Directed by Julius Berg (The Forest) and written by Berg and Mathieu Gompel (The Dream Kids), The Owners is the first film Maisie Williams made post-Game of Thrones and also stars Sylvester McCoy (Doctor Who), Rita Tushingham (Doctor Zhivago), Jake Curran (Journey’s End), Andrew Ellis (This Is England) and Ian Kenny (Sing Street).

In the 90s English countryside wannabe bad boys Nathan (Kenny), Gaz (Curran) and Terry (Ellis) spy from a car on the posh house of old Dr. Huggins (McCoy) and his Alzheimers-y wife Ellen (Tushingham). They are waiting for them to go out so they can rob the place, and Nathan’s girlfriend Mary (Williams) is waiting for them to finish messing about so she can have the car back to drive to work.

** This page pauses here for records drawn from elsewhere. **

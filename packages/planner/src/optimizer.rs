//! Stage 0: best-effort task optimization. Grounded in
//! `original_source/src/task_optimizer.py` — any failure degrades to the
//! verbatim task rather than aborting planning.

use std::sync::Arc;

use taskforge_model_provider::{ChatCompletion, ChatMessage, CompletionOptions};

use crate::prompts::{optimize_prompt, OPTIMIZE_SYSTEM};

pub struct TaskOptimizer {
    client: Arc<dyn ChatCompletion>,
    model: String,
    enabled: bool,
}

impl TaskOptimizer {
    pub fn new(client: Arc<dyn ChatCompletion>, model: impl Into<String>, enabled: bool) -> Self {
        TaskOptimizer { client, model: model.into(), enabled }
    }

    pub async fn optimize(&self, task: &str) -> String {
        if task.trim().is_empty() {
            tracing::warn!("empty task provided, skipping optimization");
            return task.to_string();
        }
        if !self.enabled {
            tracing::info!("task optimization disabled, using original task");
            return task.to_string();
        }

        let messages = vec![
            ChatMessage::system(OPTIMIZE_SYSTEM),
            ChatMessage::user(optimize_prompt(task)),
        ];
        let opts = CompletionOptions { temperature: Some(0.3), max_tokens: Some(500) };

        match self.client.complete(&messages, &opts).await {
            Ok(text) => {
                let optimized = text.trim();
                if optimized.is_empty() {
                    tracing::warn!("optimizer returned empty result, using original task");
                    task.to_string()
                } else {
                    if optimized != task {
                        tracing::info!(original = task, optimized, "task optimized");
                    }
                    optimized.to_string()
                }
            }
            Err(err) => {
                tracing::error!(%err, "task optimization failed, using original task");
                task.to_string()
            }
        }
    }

    pub fn model(&self) -> &str {
        &self.model
    }
}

The gang break-in, admonished by Mary, and look for a safe Terry swears is there somewhere. But even when they find it they realise that they don’t have the combination. So when the Huggins’ return early the gang ties them up to try and extract the code from them, but there is a lot more to the good doctor than any of them could have imagined.

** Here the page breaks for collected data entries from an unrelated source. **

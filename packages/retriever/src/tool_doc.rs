//! The catalog-facing tool descriptor and the field extraction shared by
//! both retrieval backends.

use serde::{Deserialize, Serialize};
use serde_json::Value;
use std::collections::BTreeMap;

#[derive(Debug, Clone, Default, Serialize, Deserialize)]
pub struct ToolDescriptor {
    #[serde(default)]
    pub description: String,
    #[serde(default)]
    pub input_schema: Value,
}

/// A name-keyed catalog, ordered so retrieval results are deterministic.
pub type ToolCatalog = BTreeMap<String, ToolDescriptor>;

#[derive(Debug, Clone)]
pub struct ToolDoc {
    pub name: String,
    pub description: String,
    pub required_keys: Vec<String>,
    pub optional_keys: Vec<String>,
}

/// Splits a schema's `properties`/`required` into required and optional
/// key lists, required keys excluded from the optional list.
pub fn extract_schema_fields(schema: &Value) -> (Vec<String>, Vec<String>) {
    let Some(obj) = schema.as_object() else {
        return (Vec::new(), Vec::new());
    };

    let mut optional: Vec<String> = obj
        .get("properties")
        .and_then(|v| v.as_object())
        .map(|props| props.keys().cloned().collect())
        .unwrap_or_default();

    let required: Vec<String> = obj
        .get("required")
        .and_then(|v| v.as_array())
        .map(|items| items.iter().filter_map(|v| v.as_str().map(String::from)).collect())
        .unwrap_or_default();

    if !required.is_empty() {
        let required_set: std::collections::HashSet<&str> =
            required.iter().map(|s| s.as_str()).collect();
        optional.retain(|k| !required_set.contains(k.as_str()));
    }

    (required, optional)
}

pub fn build_docs(catalog: &ToolCatalog) -> Vec<ToolDoc> {
    catalog
        .iter()
        .map(|(name, meta)| {
            let (required_keys, optional_keys) = extract_schema_fields(&meta.input_schema);
            ToolDoc {
                name: name.clone(),
                description: meta.description.clone(),
                required_keys,
                optional_keys,
            }
        })
        .collect()
}

#[cfg(test)]
mod tests {
    use super::*;
    use serde_json::json;

    #[test]
    fn extracts_required_and_optional() {
        let schema = json!({
            "properties": {"city": {}, "days": {}, "unit": {}},
            "required": ["city", "days"]
        });
        let (req, opt) = extract_schema_fields(&schema);
        assert_eq!(req, vec!["city".to_string(), "days".to_string()]);
        assert_eq!(opt, vec!["unit".to_string()]);
    }

    #[test]
    fn non_object_schema_yields_empty() {
        let (req, opt) = extract_schema_fields(&json!(null));
        assert!(req.is_empty() && opt.is_empty());
    }
}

Pulling a flip-reverse-it on the home invasion horror when the tied-up become the terrorisers is a fresh take on an overplayed sub-genre and actually quite satisfying at times as the gang – Mary excluded – are just so darn unlikeable.

Because of this the first act drags as the gang really grate on the nerves and their swagger and silly actions teeter on the edge of comedy at times. Once it gets going and Maisie steps up and the doc reveals his true colours though, The Owners is brutal, tense and twisted.

There is a technical issue at one point where something seems to have gone wrong during the playout and a chunk of the film – frustratingly an action sequence – plays in a small square in the middle of the screen. There is also an unneeded final coda that sucks away the power and punch of the doozy of an ending.

But Maisie is very, very good and McCoy is an absolute revelation in a wonderfully warped home invasion horror where Sly simply smashes it.

 

THE RECKONING

 

Directed by Neil Marshall (The Descent), The Reckoning is written by Marshall, Edward Evers-Swindell (Dark Signal) and Charlotte Kirk (Ocean’s Eight) who also stars alongside Joe Anderson (The Grey), Sean Pertwee (Event Horizon) and Steven Waddington (Sleepy Hollow).

In a medieval village Joseph (Anderson) is purposefully infected with the bubonic plague by local landowner Pendleton (Waddington) so that he can have his way with his wife Grace (Kirk). But when Grace resists and wounds his pride, Pendleton spreads a rumour that she is a witch and soon the witchfinder Moorcroft (Pertwee) arrives to torture a confession from Grace.

After a Connect Four of fantastic genre films with Dog Soldiers, The Descent, Doomsday and Centurion, Marshall suffered the Hellboy debacle and cited studio interference for the state of it. Now he is back with full control, but if anything, this is even worse.

Featuring Hollyoaks acting from all bar a pantomiming Pertwee and Horrible Histories sets and costumes, The Reckoning looks, sounds and feels like bad TV from start to finish. It is also a deathly dull affair that just seems like a vanity project for Kirk – who always looks like she just stepped out of the salon when she has been being tortured in a medieval dungeon for a week.

The Reckoning is dreadful and makes one wonder and worry if the problem with Hellboy wasn’t the studio after all. Hopefully, Marshall returns to his previous exquisite form soon.